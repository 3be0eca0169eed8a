//! End-to-end refresh cycles against scripted upstreams.

mod helpers;

use helpers::{MemoryStore, Script, ScriptedSegment, all_fallback_segments, harness, settings};
use marketflow::data::PersistenceWriter;
use marketflow::market::Provenance;
use marketflow::query::{QueryService, RecordQuery, SortColumn, SortDirection};
use marketflow::refresh::{CycleTrigger, SegmentOutcome, TriggerOutcome};
use std::sync::Arc;
use std::time::{Duration, Instant};

fn quick() -> marketflow::refresh::AggregatorSettings {
    settings(Duration::from_millis(500), Duration::from_secs(2))
}

#[tokio::test]
async fn every_segment_is_covered_by_live_or_fallback_data() {
    let h = harness(
        vec![
            ScriptedSegment::new("main", "MB", 5, Script::live(12)),
            ScriptedSegment::new("growth", "GB", 7, Script::Refuse),
            ScriptedSegment::new("innovation", "IT", 3, Script::Empty),
        ],
        quick(),
        None,
    );

    let cycle = h.scheduler.refresh_now(CycleTrigger::Startup).await.unwrap();
    let snapshot = h.scheduler.cache().current().unwrap();
    let counts = snapshot.segment_counts();

    assert_eq!(counts.get("main"), Some(&12));
    assert_eq!(counts.get("growth"), Some(&7));
    assert_eq!(counts.get("innovation"), Some(&3));
    assert_eq!(cycle.outcome_for("main"), Some(&SegmentOutcome::Success));
    assert!(matches!(
        cycle.outcome_for("innovation"),
        Some(SegmentOutcome::Fallback { reason }) if reason.contains("no records")
    ));
    assert_eq!(cycle.total_records, 22);
}

#[tokio::test]
async fn all_fallback_scenario_pages_through_seventy_records() {
    let h = harness(all_fallback_segments(), quick(), None);
    let cycle = h.scheduler.refresh_now(CycleTrigger::Startup).await.unwrap();
    assert_eq!(cycle.total_records, 70);
    assert_eq!(cycle.fallback_count(), 4);

    let queries = QueryService::new(h.scheduler.cache().clone());
    let page = queries
        .query(&RecordQuery {
            page_size: Some(20),
            ..Default::default()
        })
        .unwrap();

    assert_eq!(page.records.len(), 20);
    assert_eq!(page.total_count, 70);
    assert_eq!(page.total_pages, 4);
    assert_eq!(page.sort_by, SortColumn::DailyNetInflow);
    assert_eq!(page.sort_dir, SortDirection::Desc);
    assert!(
        page.records
            .windows(2)
            .all(|w| w[0].daily_net_inflow >= w[1].daily_net_inflow)
    );
    assert!(page.records.iter().all(|r| r.provenance == Provenance::Synthetic));
}

#[tokio::test]
async fn fallback_batches_repeat_across_cycles() {
    let h = harness(all_fallback_segments(), quick(), None);
    h.scheduler.refresh_now(CycleTrigger::Startup).await.unwrap();
    let first = h.scheduler.cache().current().unwrap();
    h.scheduler.refresh_now(CycleTrigger::Manual).await.unwrap();
    let second = h.scheduler.cache().current().unwrap();

    assert!(second.generation() > first.generation());
    for (a, b) in first.records().zip(second.records()) {
        assert_eq!(a.key(), b.key());
        assert_eq!(a.total_value, b.total_value);
        assert_eq!(a.daily_net_inflow, b.daily_net_inflow);
    }
}

#[tokio::test]
async fn slow_upstream_times_out_into_fallback() {
    let h = harness(
        vec![
            ScriptedSegment::new("main", "MB", 4, Script::live(6)),
            ScriptedSegment::new("growth", "GB", 9, Script::delayed(6, Duration::from_secs(5))),
        ],
        settings(Duration::from_millis(100), Duration::from_secs(2)),
        None,
    );

    let cycle = h.scheduler.refresh_now(CycleTrigger::Startup).await.unwrap();
    assert_eq!(cycle.outcome_for("growth"), Some(&SegmentOutcome::Timeout));

    let snapshot = h.scheduler.cache().current().unwrap();
    let growth: Vec<_> = snapshot.records().filter(|r| r.segment == "growth").collect();
    assert_eq!(growth.len(), 9);
    assert!(growth.iter().all(|r| r.code.starts_with("GB") && r.is_synthetic()));
}

#[tokio::test]
async fn hung_upstream_is_abandoned_at_cycle_deadline() {
    let h = harness(
        vec![
            ScriptedSegment::new("main", "MB", 4, Script::live(6)),
            ScriptedSegment::new("basic", "BT", 5, Script::Hang),
        ],
        settings(Duration::from_secs(60), Duration::from_millis(200)),
        None,
    );

    let start = Instant::now();
    let cycle = h.scheduler.refresh_now(CycleTrigger::Startup).await.unwrap();
    assert!(start.elapsed() < Duration::from_secs(5));
    assert_eq!(cycle.outcome_for("main"), Some(&SegmentOutcome::Success));
    assert_eq!(cycle.outcome_for("basic"), Some(&SegmentOutcome::Timeout));
    assert_eq!(cycle.total_records, 11);
}

#[tokio::test]
async fn overlapping_triggers_make_one_cycle_of_upstream_calls() {
    let h = harness(
        vec![
            ScriptedSegment::new("main", "MB", 2, Script::delayed(3, Duration::from_millis(150))),
            ScriptedSegment::new("growth", "GB", 2, Script::delayed(3, Duration::from_millis(150))),
        ],
        quick(),
        None,
    );

    let mut outcomes = Vec::new();
    for _ in 0..8 {
        outcomes.push(h.scheduler.trigger_refresh(CycleTrigger::Manual));
    }
    let concurrent = {
        let scheduler = h.scheduler.clone();
        tokio::spawn(async move { scheduler.refresh_now(CycleTrigger::Manual).await })
    };

    let racing = futures::future::join_all(
        (0..4).map(|_| h.scheduler.refresh_now(CycleTrigger::Manual)),
    )
    .await;

    assert!(concurrent.await.unwrap().is_none());
    assert!(racing.iter().all(Option::is_none));
    h.scheduler.wait_idle().await;

    let started = outcomes.iter().filter(|o| o.started()).count();
    assert_eq!(started, 1);
    assert_eq!(outcomes[0], TriggerOutcome::Started);
    assert_eq!(h.total_calls(), 2);
    assert_eq!(h.scheduler.last_cycle().map(|c| c.id), Some(1));
}

#[tokio::test]
async fn published_snapshot_is_persisted_with_retry() {
    let store = Arc::new(MemoryStore::failing_first(1));
    let writer = PersistenceWriter::new(store.clone(), 30);
    let h = harness(all_fallback_segments(), quick(), Some(writer));

    let cycle = h.scheduler.refresh_now(CycleTrigger::Startup).await.unwrap();
    h.scheduler.writer().unwrap().drain().await;

    assert_eq!(store.row_count(), 70);
    // Three batches of up to 30 rows, the first retried once.
    assert_eq!(store.upsert_calls.load(std::sync::atomic::Ordering::SeqCst), 4);
    let cycles = store.cycles.lock().unwrap();
    assert_eq!(cycles.len(), 1);
    assert_eq!(cycles[0].id, cycle.id);
}

#[tokio::test]
async fn reads_never_see_a_partial_snapshot() {
    let settings = settings(Duration::from_millis(50), Duration::from_millis(500));
    let h = harness(all_fallback_segments(), settings, None);
    h.scheduler.refresh_now(CycleTrigger::Startup).await.unwrap();

    let queries = QueryService::new(h.scheduler.cache().clone());
    let readers: Vec<_> = (0..4)
        .map(|_| {
            let queries = queries.clone();
            tokio::spawn(async move {
                for _ in 0..200 {
                    let stats = queries.stats().unwrap();
                    assert_eq!(stats.total_records, 70);
                    assert_eq!(stats.per_segment_counts.len(), 4);
                    tokio::task::yield_now().await;
                }
            })
        })
        .collect();

    for _ in 0..5 {
        h.scheduler.refresh_now(CycleTrigger::Manual).await.unwrap();
    }
    for reader in readers {
        reader.await.unwrap();
    }
    assert_eq!(h.scheduler.cache().current().unwrap().generation(), 6);
}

Aim of the task: Would you restate the records word for word?

Finished exercise:
repository 3be0eca0169eed8a
//! End-to-end refresh cycles against scripted upstreams.

mod helpers;

use helpers::{MemoryStore, Script, ScriptedSegment, all_fallback_segments, harness, settings};
use marketflow::data::PersistenceWriter;
use marketflow::market::Provenance;
use marketflow::query::{QueryService, RecordQuery, SortColumn, SortDirection};
use marketflow::refresh::{CycleTrigger, SegmentOutcome, TriggerOutcome};
use std::sync::Arc;
use std::time::{Duration, Instant};

fn quick() -> marketflow::refresh::AggregatorSettings {
    settings(Duration::from_millis(500), Duration::from_secs(2))
}

#[tokio::test]
async fn every_segment_is_covered_by_live_or_fallback_data() {
    let h = harness(
        vec![
            ScriptedSegment::new("main", "MB", 5, Script::live(12)),
            ScriptedSegment::new("growth", "GB", 7, Script::Refuse),
            ScriptedSegment::new("innovation", "IT", 3, Script::Empty),
        ],
        quick(),
        None,
    );

    let cycle = h.scheduler.refresh_now(CycleTrigger::Startup).await.unwrap();
    let snapshot = h.scheduler.cache().current().unwrap();
    let counts = snapshot.segment_counts();

    assert_eq!(counts.get("main"), Some(&12));
    assert_eq!(counts.get("growth"), Some(&7));
    assert_eq!(counts.get("innovation"), Some(&3));
    assert_eq!(cycle.outcome_for("main"), Some(&SegmentOutcome::Success));
    assert!(matches!(
        cycle.outcome_for("innovation"),
        Some(SegmentOutcome::Fallback { reason }) if reason.contains("no records")
    ));
    assert_eq!(cycle.total_records, 22);
}

#[tokio::test]
async fn all_fallback_scenario_pages_through_seventy_records() {
    let h = harness(all_fallback_segments(), quick(), None);
    let cycle = h.scheduler.refresh_now(CycleTrigger::Startup).await.unwrap();
    assert_eq!(cycle.total_records, 70);
    assert_eq!(cycle.fallback_count(), 4);

    let queries = QueryService::new(h.scheduler.cache().clone());
    let page = queries
        .query(&RecordQuery {
            page_size: Some(20),
            ..Default::default()
        })
        .unwrap();

    assert_eq!(page.records.len(), 20);
    assert_eq!(page.total_count, 70);
    assert_eq!(page.total_pages, 4);
    assert_eq!(page.sort_by, SortColumn::DailyNetInflow);
    assert_eq!(page.sort_dir, SortDirection::Desc);
    assert!(
        page.records
            .windows(2)
            .all(|w| w[0].daily_net_inflow >= w[1].daily_net_inflow)
    );
    assert!(page.records.iter().all(|r| r.provenance == Provenance::Synthetic));
}

#[tokio::test]
async fn fallback_batches_repeat_across_cycles() {
    let h = harness(all_fallback_segments(), quick(), None);
    h.scheduler.refresh_now(CycleTrigger::Startup).await.unwrap();
    let first = h.scheduler.cache().current().unwrap();
    h.scheduler.refresh_now(CycleTrigger::Manual).await.unwrap();
    let second = h.scheduler.cache().current().unwrap();

    assert!(second.generation() > first.generation());
    for (a, b) in first.records().zip(second.records()) {
        assert_eq!(a.key(), b.key());
        assert_eq!(a.total_value, b.total_value);
        assert_eq!(a.daily_net_inflow, b.daily_net_inflow);
    }
}

#[tokio::test]
async fn slow_upstream_times_out_into_fallback() {
    let h = harness(
        vec![
            ScriptedSegment::new("main", "MB", 4, Script::live(6)),
            ScriptedSegment::new("growth", "GB", 9, Script::delayed(6, Duration::from_secs(5))),
        ],
        settings(Duration::from_millis(100), Duration::from_secs(2)),
        None,
    );

    let cycle = h.scheduler.refresh_now(CycleTrigger::Startup).await.unwrap();
    assert_eq!(cycle.outcome_for("growth"), Some(&SegmentOutcome::Timeout));

    let snapshot = h.scheduler.cache().current().unwrap();
    let growth: Vec<_> = snapshot.records().filter(|r| r.segment == "growth").collect();
    assert_eq!(growth.len(), 9);
    assert!(growth.iter().all(|r| r.code.starts_with("GB") && r.is_synthetic()));
}

#[tokio::test]
async fn hung_upstream_is_abandoned_at_cycle_deadline() {
    let h = harness(
        vec![
            ScriptedSegment::new("main", "MB", 4, Script::live(6)),
            ScriptedSegment::new("basic", "BT", 5, Script::Hang),
        ],
        settings(Duration::from_secs(60), Duration::from_millis(200)),
        None,
    );

    let start = Instant::now();
    let cycle = h.scheduler.refresh_now(CycleTrigger::Startup).await.unwrap();
    assert!(start.elapsed() < Duration::from_secs(5));
    assert_eq!(cycle.outcome_for("main"), Some(&SegmentOutcome::Success));
    assert_eq!(cycle.outcome_for("basic"), Some(&SegmentOutcome::Timeout));
    assert_eq!(cycle.total_records, 11);
}

#[tokio::test]
async fn overlapping_triggers_make_one_cycle_of_upstream_calls() {
    let h = harness(
        vec![
            ScriptedSegment::new("main", "MB", 2, Script::delayed(3, Duration::from_millis(150))),
            ScriptedSegment::new("growth", "GB", 2, Script::delayed(3, Duration::from_millis(150))),
        ],
        quick(),
        None,
    );

    let mut outcomes = Vec::new();
    for _ in 0..8 {
        outcomes.push(h.scheduler.trigger_refresh(CycleTrigger::Manual));
    }
    let concurrent = {
        let scheduler = h.scheduler.clone();
        tokio::spawn(async move { scheduler.refresh_now(CycleTrigger::Manual).await })
    };

    let racing = futures::future::join_all(
        (0..4).map(|_| h.scheduler.refresh_now(CycleTrigger::Manual)),
    )
    .await;

    assert!(concurrent.await.unwrap().is_none());
    assert!(racing.iter().all(Option::is_none));
    h.scheduler.wait_idle().await;

    let started = outcomes.iter().filter(|o| o.started()).count();
    assert_eq!(started, 1);
    assert_eq!(outcomes[0], TriggerOutcome::Started);
    assert_eq!(h.total_calls(), 2);
    assert_eq!(h.scheduler.last_cycle().map(|c| c.id), Some(1));
}

#[tokio::test]
async fn published_snapshot_is_persisted_with_retry() {
    let store = Arc::new(MemoryStore::failing_first(1));
    let writer = PersistenceWriter::new(store.clone(), 30);
    let h = harness(all_fallback_segments(), quick(), Some(writer));

    let cycle = h.scheduler.refresh_now(CycleTrigger::Startup).await.unwrap();
    h.scheduler.writer().unwrap().drain().await;

    assert_eq!(store.row_count(), 70);
    // Three batches of up to 30 rows, the first retried once.
    assert_eq!(store.upsert_calls.load(std::sync::atomic::Ordering::SeqCst), 4);
    let cycles = store.cycles.lock().unwrap();
    assert_eq!(cycles.len(), 1);
    assert_eq!(cycles[0].id, cycle.id);
}

#[tokio::test]
async fn reads_never_see_a_partial_snapshot() {
    let settings = settings(Duration::from_millis(50), Duration::from_millis(500));
    let h = harness(all_fallback_segments(), settings, None);
    h.scheduler.refresh_now(CycleTrigger::Startup).await.unwrap();

    let queries = QueryService::new(h.scheduler.cache().clone());
    let readers: Vec<_> = (0..4)
        .map(|_| {
            let queries = queries.clone();
            tokio::spawn(async move {
                for _ in 0..200 {
                    let stats = queries.stats().unwrap();
                    assert_eq!(stats.total_records, 70);
                    assert_eq!(stats.per_segment_counts.len(), 4);
                    tokio::task::yield_now().await;
                }
            })
        })
        .collect();

    for _ in 0..5 {
        h.scheduler.refresh_now(CycleTrigger::Manual).await.unwrap();
    }
    for reader in readers {
        reader.await.unwrap();
    }
    assert_eq!(h.scheduler.cache().current().unwrap().generation(), 6);
}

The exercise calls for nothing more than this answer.